Aos 12 anos fui com a minha mãe para o Algarve, e
na escola comecei a correr no desporto escolar e aí fiquei com a
certeza de que queria ser atleta.
Que provas fazia então?
Comecei logo por fazer provas de estrada e de corta-mato. Na escola fazia um pouco de tudo.
No meio de tudo isso onde é que se sente melhor? Na estrada, no corta-mato ou na pista?
Gosto muito de corta-mato. Mas gosto muito de pista, principalmente dos três mil metros obstáculos.
Quando é que os resultados começaram a aparecer?
Começaram logo à partida, na escola era uma
crónica vencedora e depois nos iniciados, juvenis e agora juniores fui
sempre uma das melhores atletas a nível distrital, regional e nacional.
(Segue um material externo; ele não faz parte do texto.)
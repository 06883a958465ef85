//! Source fetchers: populate a release's target directory from its
//! `SourceDescriptor`, either by cloning a version-control repository at a
//! tag/branch or by extracting a URL-addressed archive.

use std::fs;
use std::path::Path;

use anyhow::{bail, Context};

use super::release::SourceDescriptor;

/// Populates `dest` from `source`, fully or not at all. Implementations
/// must leave `dest` absent or empty on failure; `deft::core::store`'s
/// atomic rename is what makes a half-populated `dest` safe to discard.
pub trait SourceFetcher: Send + Sync {
    fn fetch(&self, source: &SourceDescriptor, dest: &Path) -> anyhow::Result<()>;
}

/// Clones a version-control repository and checks out the release's
/// revision (a tag or branch name).
pub struct GitFetcher;

impl SourceFetcher for GitFetcher {
    fn fetch(&self, source: &SourceDescriptor, dest: &Path) -> anyhow::Result<()> {
        let (url, revision) = match source {
            SourceDescriptor::VersionControl { url, revision } => (url, revision),
            SourceDescriptor::Archive { .. } => bail!("GitFetcher cannot fetch an archive source"),
        };
        let repo = git2::Repository::clone(url, dest)
            .with_context(|| format!("cloning `{url}`"))?;
        let (object, reference) = repo
            .revparse_ext(revision)
            .with_context(|| format!("resolving revision `{revision}` in `{url}`"))?;
        repo.checkout_tree(&object, None)
            .with_context(|| format!("checking out `{revision}`"))?;
        match reference {
            Some(r) => repo.set_head(r.name().ok_or_else(|| anyhow::anyhow!("unnamed reference"))?)?,
            None => repo.set_head_detached(object.id())?,
        }
        Ok(())
    }
}

/// Extracts a `.tar.gz` archive addressed by a `file://` or bare filesystem
/// path URL. Deft's catalogs are not expected to serve archives over the
/// network; the HTTP case is an external collaborator.
pub struct ArchiveFetcher;

impl SourceFetcher for ArchiveFetcher {
    fn fetch(&self, source: &SourceDescriptor, dest: &Path) -> anyhow::Result<()> {
        let url = match source {
            SourceDescriptor::Archive { url } => url,
            SourceDescriptor::VersionControl { .. } => {
                bail!("ArchiveFetcher cannot fetch a version-control source")
            }
        };
        let path = url.strip_prefix("file://").unwrap_or(url);
        let file = fs::File::open(path).with_context(|| format!("opening archive `{path}`"))?;
        let gz = flate2::read::GzDecoder::new(file);
        let mut archive = tar::Archive::new(gz);
        archive
            .unpack(dest)
            .with_context(|| format!("extracting archive `{path}`"))?;
        Ok(())
    }
}

/// The production fetcher: dispatches to `GitFetcher` or `ArchiveFetcher`
/// depending on which kind of source the release carries.
#[derive(Default)]
pub struct DefaultFetcher;

impl SourceFetcher for DefaultFetcher {
    fn fetch(&self, source: &SourceDescriptor, dest: &Path) -> anyhow::Result<()> {
        match source {
            SourceDescriptor::VersionControl { .. } => GitFetcher.fetch(source, dest),
            SourceDescriptor::Archive { .. } => ArchiveFetcher.fetch(source, dest),
        }
    }
}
São esses bons resultados que a entusiasmam a continuar a acalentar a vontade de vingar no atletismo ao mais alto nível?
Sem dúvida que sim. Para qualquer atleta que
comece cedo e os resultados apareçam é sempre uma motivação extra para
continuarmos a crescer e a lutar por melhores resultados.
“Já tive convites para sair para um clube de maior dimensão”
Todos os grandes atletas que têm aparecido no Ribatejo acabam por ir para os grandes clubes. Já teve algum convite para isso?
Já houve algumas abordagens. Mas é aqui no Zona
Alta que me sinto bem e os convites não foram de tal modo aliciantes que
me dessem a volta à cabeça e me fizessem sair desta família que é o
atletismo do Zona Alta.
Quer dizer que não há dinheiro mas há amizade e acompanhamento?
Muita amizade mesmo. O acompanhamento por parte
dos dirigentes e treinadores é impecável, a amizade estende-se a todos
os atletas. Somos como irmãos que nas provas se incentivam uns aos
outros, e no final quer obtenhamos uma boa ou má classificação não há
recriminações, nem deixa de haver amizade. Num clube de outra dimensão
as coisas já são bem diferentes o que conta são os resultados.
Quer dizer que ainda não pensou seriamente em ir para outro clube?
Já pensei. Mas reflecti e tenho a certeza que não
vou ser tão acarinhada como sou aqui no Zona Alta. Para sair do clube
em que somos formados e onde já crescemos um bocado é preciso pensar o
passo que vamos dar e vermos que vamos estar bem. Se não dei esse passo é
porque senti que não estava preparada para o dar.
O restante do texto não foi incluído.